- **Activity**:
Reproduce only what lies between the first line of the material below and the line containing "attempt for a GET.", with both of those lines included and every line kept exact.

++++ Dataset records

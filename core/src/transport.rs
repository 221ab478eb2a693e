//! Executes `HttpRequest` values over the network.
//!
//! # Design
//! `Transport` is the only seam where I/O happens; the rest of the crate
//! hands it finished descriptors and gets plain `HttpResponse` data back.
//! Tests substitute a recording stub. `UreqTransport` is the production
//! implementation on top of a pooled blocking `ureq::Agent`.
//!
//! Retries are limited to GET. Writes are sent exactly once, whatever the
//! outcome, so a flaky connection can never duplicate a side effect.

use std::sync::Arc;
use std::thread;
use std::time::Duration;

use thiserror::Error;
use tracing::{debug, warn};
use ureq::http::Response;
use ureq::typestate::WithBody;
use ureq::Body;

use crate::config::ClientConfig;
use crate::error::ApiError;
use crate::http::{HttpMethod, HttpRequest, HttpResponse};

type BoxError = Box<dyn std::error::Error + Send + Sync + 'static>;

pub const USER_AGENT: &str = concat!("companies-core/", env!("CARGO_PKG_VERSION"));
pub const VISITOR_ID_HEADER: &str = "tca-visitor-id";

/// Statuses worth another attempt for a GET.
const RETRY_STATUSES: [u16; 4] = [500, 502, 503, 504];

pub trait Transport: Send + Sync {
    fn execute(&self, request: &HttpRequest) -> Result<HttpResponse, TransportError>;
}

impl<T: Transport + ?Sized> Transport for Arc<T> {
    fn execute(&self, request: &HttpRequest) -> Result<HttpResponse, TransportError> {
        (**self).execute(request)
    }
}

impl<T: Transport + ?Sized> Transport for Box<T> {
    fn execute(&self, request: &HttpRequest) -> Result<HttpResponse, TransportError> {
        (**self).execute(request)
    }
}

/// A request that produced no response.
#[derive(Debug, Error)]
pub enum TransportError {
    #[error("timed out after {}ms", .timeout.as_millis())]
    Timeout { timeout: Duration },

    #[error("failed after {attempts} attempt(s): {source}")]
    Network {
        attempts: u32,
        #[source]
        source: BoxError,
    },
}

impl TransportError {
    pub fn into_api_error(self, operation: &str) -> ApiError {
        match self {
            TransportError::Timeout { timeout } => ApiError::Timeout {
                operation: operation.to_string(),
                timeout,
            },
            TransportError::Network { attempts, source } => ApiError::Network {
                operation: operation.to_string(),
                attempts,
                source,
            },
        }
    }
}

/// Outcome of a single try, before the retry decision.
#[derive(Debug)]
pub enum AttemptError {
    Timeout(Duration),
    /// Connection-level failure that may clear up on its own.
    Transient(BoxError),
    Fatal(BoxError),
}

/// Bounded exponential backoff for idempotent requests.
#[derive(Debug, Clone, PartialEq, Eq)]
pub struct RetryPolicy {
    pub max_retries: u32,
    pub base_delay: Duration,
    pub max_delay: Duration,
}

impl Default for RetryPolicy {
    fn default() -> Self {
        Self {
            max_retries: 3,
            base_delay: Duration::from_millis(500),
            max_delay: Duration::from_secs(8),
        }
    }
}

impl RetryPolicy {
    pub fn none() -> Self {
        Self {
            max_retries: 0,
            ..Self::default()
        }
    }

    /// Delay before retry number `retry` (1-based).
    pub fn delay_for(&self, retry: u32) -> Duration {
        let factor = 2u32.saturating_pow(retry.saturating_sub(1));
        self.base_delay.saturating_mul(factor).min(self.max_delay)
    }

    /// Drive `send` until it yields a final outcome.
    pub fn run<F>(&self, method: HttpMethod, mut send: F) -> Result<HttpResponse, TransportError>
    where
        F: FnMut() -> Result<HttpResponse, AttemptError>,
    {
        let max_attempts = if method.is_retry_safe() {
            self.max_retries.saturating_add(1)
        } else {
            1
        };

        let mut attempt = 0;
        loop {
            attempt += 1;
            let last = attempt >= max_attempts;
            match send() {
                Ok(response) if !last && RETRY_STATUSES.contains(&response.status) => {
                    warn!(status = response.status, attempt, "server error, retrying");
                }
                Ok(response) => return Ok(response),
                Err(AttemptError::Timeout(timeout)) => return Err(TransportError::Timeout { timeout }),
                Err(AttemptError::Transient(source)) if !last => {
                    warn!(error = %source, attempt, "transient failure, retrying");
                }
                Err(AttemptError::Transient(source)) | Err(AttemptError::Fatal(source)) => {
                    return Err(TransportError::Network {
                        attempts: attempt,
                        source,
                    })
                }
            }
            thread::sleep(self.delay_for(attempt));
        }
    }
}

/// Headers every request carries, in send order.
pub fn default_headers(config: &ClientConfig) -> Vec<(String, String)> {
    let mut headers = vec![
        ("authorization".to_string(), format!("Basic {}", config.api_token)),
        ("accept".to_string(), "application/json".to_string()),
        ("user-agent".to_string(), USER_AGENT.to_string()),
    ];
    if let Some(visitor_id) = &config.visitor_id {
        headers.push((VISITOR_ID_HEADER.to_string(), visitor_id.clone()));
    }
    headers
}

/// Blocking transport backed by a pooled `ureq::Agent`. Cheap to share
/// between threads.
#[derive(Debug)]
pub struct UreqTransport {
    agent: ureq::Agent,
    default_headers: Vec<(String, String)>,
    timeout: Duration,
    retry: RetryPolicy,
}

impl UreqTransport {
    pub fn new(config: &ClientConfig) -> Result<Self, ApiError> {
        config.validate()?;
        // Non-2xx statuses are data for the normalizer, not transport errors.
        let agent = ureq::Agent::config_builder()
            .http_status_as_error(false)
            .timeout_global(Some(config.timeout))
            .build()
            .new_agent();
        Ok(Self {
            agent,
            default_headers: default_headers(config),
            timeout: config.timeout,
            retry: config.retry.clone(),
        })
    }

    pub fn retry_policy(&self) -> &RetryPolicy {
        &self.retry
    }

    fn send_once(&self, request: &HttpRequest) -> Result<HttpResponse, AttemptError> {
        let url = request.url.as_str();
        let body = request.body.as_deref();
        let result = match request.method {
            HttpMethod::Get => self.with_headers(self.agent.get(url), request).call(),
            HttpMethod::Delete => self.with_headers(self.agent.delete(url), request).call(),
            HttpMethod::Post => send_body(self.with_headers(self.agent.post(url), request), body),
            HttpMethod::Put => send_body(self.with_headers(self.agent.put(url), request), body),
            HttpMethod::Patch => send_body(self.with_headers(self.agent.patch(url), request), body),
        };

        // The body is read to the end here so the connection goes back to
        // the pool (or is dropped) before this function returns.
        let mut response = result.map_err(|e| self.classify(e))?;
        let status = response.status().as_u16();
        let headers = response
            .headers()
            .iter()
            .filter_map(|(name, value)| {
                value
                    .to_str()
                    .ok()
                    .map(|value| (name.as_str().to_string(), value.to_string()))
            })
            .collect();
        let body = response
            .body_mut()
            .read_to_string()
            .map_err(|e| self.classify(e))?;

        Ok(HttpResponse { status, headers, body })
    }

    fn with_headers<B>(&self, mut builder: ureq::RequestBuilder<B>, request: &HttpRequest) -> ureq::RequestBuilder<B> {
        for (name, value) in self.default_headers.iter().chain(&request.headers) {
            builder = builder.header(name.as_str(), value.as_str());
        }
        builder
    }

    fn classify(&self, err: ureq::Error) -> AttemptError {
        match err {
            ureq::Error::Timeout(_) => AttemptError::Timeout(self.timeout),
            ureq::Error::Io(_) | ureq::Error::ConnectionFailed => AttemptError::Transient(Box::new(err)),
            other => AttemptError::Fatal(Box::new(other)),
        }
    }
}

fn send_body(builder: ureq::RequestBuilder<WithBody>, body: Option<&str>) -> Result<Response<Body>, ureq::Error> {
    match body {
        Some(body) => builder.send(body.as_bytes()),
        None => builder.send_empty(),
    }
}

impl Transport for UreqTransport {
    fn execute(&self, request: &HttpRequest) -> Result<HttpResponse, TransportError> {
        debug!(method = %request.method, url = %request.url, "sending request");
        let response = self.retry.run(request.method, || self.send_once(request))?;
        debug!(status = response.status, bytes = response.body.len(), "received response");
        Ok(response)
    }
}

#[cfg(test)]
mod tests {
    use super::*;
    use std::cell::Cell;

    fn response(status: u16) -> HttpResponse {
        HttpResponse {
            status,
            headers: Vec::new(),
            body: "{}".to_string(),
        }
    }

    fn fast_policy() -> RetryPolicy {
        RetryPolicy {
            max_retries: 3,
            base_delay: Duration::ZERO,
            max_delay: Duration::ZERO,
        }
    }

    #[test]
    fn backoff_doubles_up_to_the_cap() {
        let policy = RetryPolicy::default();
        assert_eq!(policy.delay_for(1), Duration::from_millis(500));
        assert_eq!(policy.delay_for(2), Duration::from_secs(1));
        assert_eq!(policy.delay_for(3), Duration::from_secs(2));
        assert_eq!(policy.delay_for(10), Duration::from_secs(8));
    }

    #[test]
    fn get_is_retried_on_server_errors() {
        let calls = Cell::new(0);
        let result = fast_policy().run(HttpMethod::Get, || {
            calls.set(calls.get() + 1);
            Ok(response(if calls.get() < 3 { 503 } else { 200 }))
        });
        assert_eq!(result.unwrap().status, 200);
        assert_eq!(calls.get(), 3);
    }

    #[test]
    fn exhausted_server_errors_return_the_last_response() {
        let calls = Cell::new(0);
        let result = fast_policy().run(HttpMethod::Get, || {
            calls.set(calls.get() + 1);
            Ok(response(502))
        });
        assert_eq!(result.unwrap().status, 502);
        assert_eq!(calls.get(), 4);
    }

    #[test]
    fn writes_are_never_retried() {
        for method in [HttpMethod::Post, HttpMethod::Put, HttpMethod::Patch, HttpMethod::Delete] {
            let calls = Cell::new(0);
            let result = fast_policy().run(method, || {
                calls.set(calls.get() + 1);
                Err(AttemptError::Transient("connection reset".into()))
            });
            assert!(matches!(result, Err(TransportError::Network { attempts: 1, .. })));
            assert_eq!(calls.get(), 1, "{method} was retried");
        }
    }

    #[test]
    fn transient_failures_collapse_into_one_network_error() {
        let calls = Cell::new(0);
        let result = fast_policy().run(HttpMethod::Get, || {
            calls.set(calls.get() + 1);
            Err(AttemptError::Transient(format!("reset #{}", calls.get()).into()))
        });
        match result {
            Err(TransportError::Network { attempts, source }) => {
                assert_eq!(attempts, 4);
                assert_eq!(source.to_string(), "reset #4");
            }
            other => panic!("unexpected outcome: {other:?}"),
        }
    }

    #[test]
    fn timeouts_are_not_retried() {
        let calls = Cell::new(0);
        let result = fast_policy().run(HttpMethod::Get, || {
            calls.set(calls.get() + 1);
            Err(AttemptError::Timeout(Duration::from_secs(1)))
        });
        assert!(matches!(result, Err(TransportError::Timeout { .. })));
        assert_eq!(calls.get(), 1);
    }

    #[test]
    fn fatal_failures_stop_immediately() {
        let calls = Cell::new(0);
        let result = fast_policy().run(HttpMethod::Get, || {
            calls.set(calls.get() + 1);
            Err(AttemptError::Fatal("bad uri".into()))
        });
        assert!(matches!(result, Err(TransportError::Network { attempts: 1, .. })));
        assert_eq!(calls.get(), 1);
    }

    #[test]
    fn client_errors_are_not_retried() {
        let calls = Cell::new(0);
        let result = fast_policy().run(HttpMethod::Get, || {
            calls.set(calls.get() + 1);
            Ok(response(429))
        });
        assert_eq!(result.unwrap().status, 429);
        assert_eq!(calls.get(), 1);
    }

    #[test]
    fn default_headers_carry_token_and_visitor() {
        let config = ClientConfig::new("test-token").with_visitor_id("visitor-123");
        let headers = default_headers(&config);
        assert!(headers.contains(&("authorization".to_string(), "Basic test-token".to_string())));
        assert!(headers.contains(&("accept".to_string(), "application/json".to_string())));
        assert!(headers.contains(&(VISITOR_ID_HEADER.to_string(), "visitor-123".to_string())));
        assert!(headers.iter().any(|(k, v)| k == "user-agent" && v.starts_with("companies-core/")));
    }

    #[test]
    fn visitor_header_is_absent_by_default() {
        let headers = default_headers(&ClientConfig::new("test-token"));
        assert!(headers.iter().all(|(name, _)| name != VISITOR_ID_HEADER));
    }

    #[test]
    fn transport_errors_gain_the_operation() {
        let err = TransportError::Timeout {
            timeout: Duration::from_millis(250),
        }
        .into_api_error("fetchCompany");
        assert!(matches!(err, ApiError::Timeout { ref operation, .. } if operation == "fetchCompany"));
        assert_eq!(err.to_string(), "fetchCompany: timed out after 250ms");
    }
}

++++++++

- **Problem solution**:
filename core/src/transport.rs
repository 221ab478eb2a693e
//! Executes `HttpRequest` values over the network.
//!
//! # Design
//! `Transport` is the only seam where I/O happens; the rest of the crate
//! hands it finished descriptors and gets plain `HttpResponse` data back.
//! Tests substitute a recording stub. `UreqTransport` is the production
//! implementation on top of a pooled blocking `ureq::Agent`.
//!
//! Retries are limited to GET. Writes are sent exactly once, whatever the
//! outcome, so a flaky connection can never duplicate a side effect.

use std::sync::Arc;
use std::thread;
use std::time::Duration;

use thiserror::Error;
use tracing::{debug, warn};
use ureq::http::Response;
use ureq::typestate::WithBody;
use ureq::Body;

use crate::config::ClientConfig;
use crate::error::ApiError;
use crate::http::{HttpMethod, HttpRequest, HttpResponse};

type BoxError = Box<dyn std::error::Error + Send + Sync + 'static>;

pub const USER_AGENT: &str = concat!("companies-core/", env!("CARGO_PKG_VERSION"));
pub const VISITOR_ID_HEADER: &str = "tca-visitor-id";

/// Statuses worth another attempt for a GET.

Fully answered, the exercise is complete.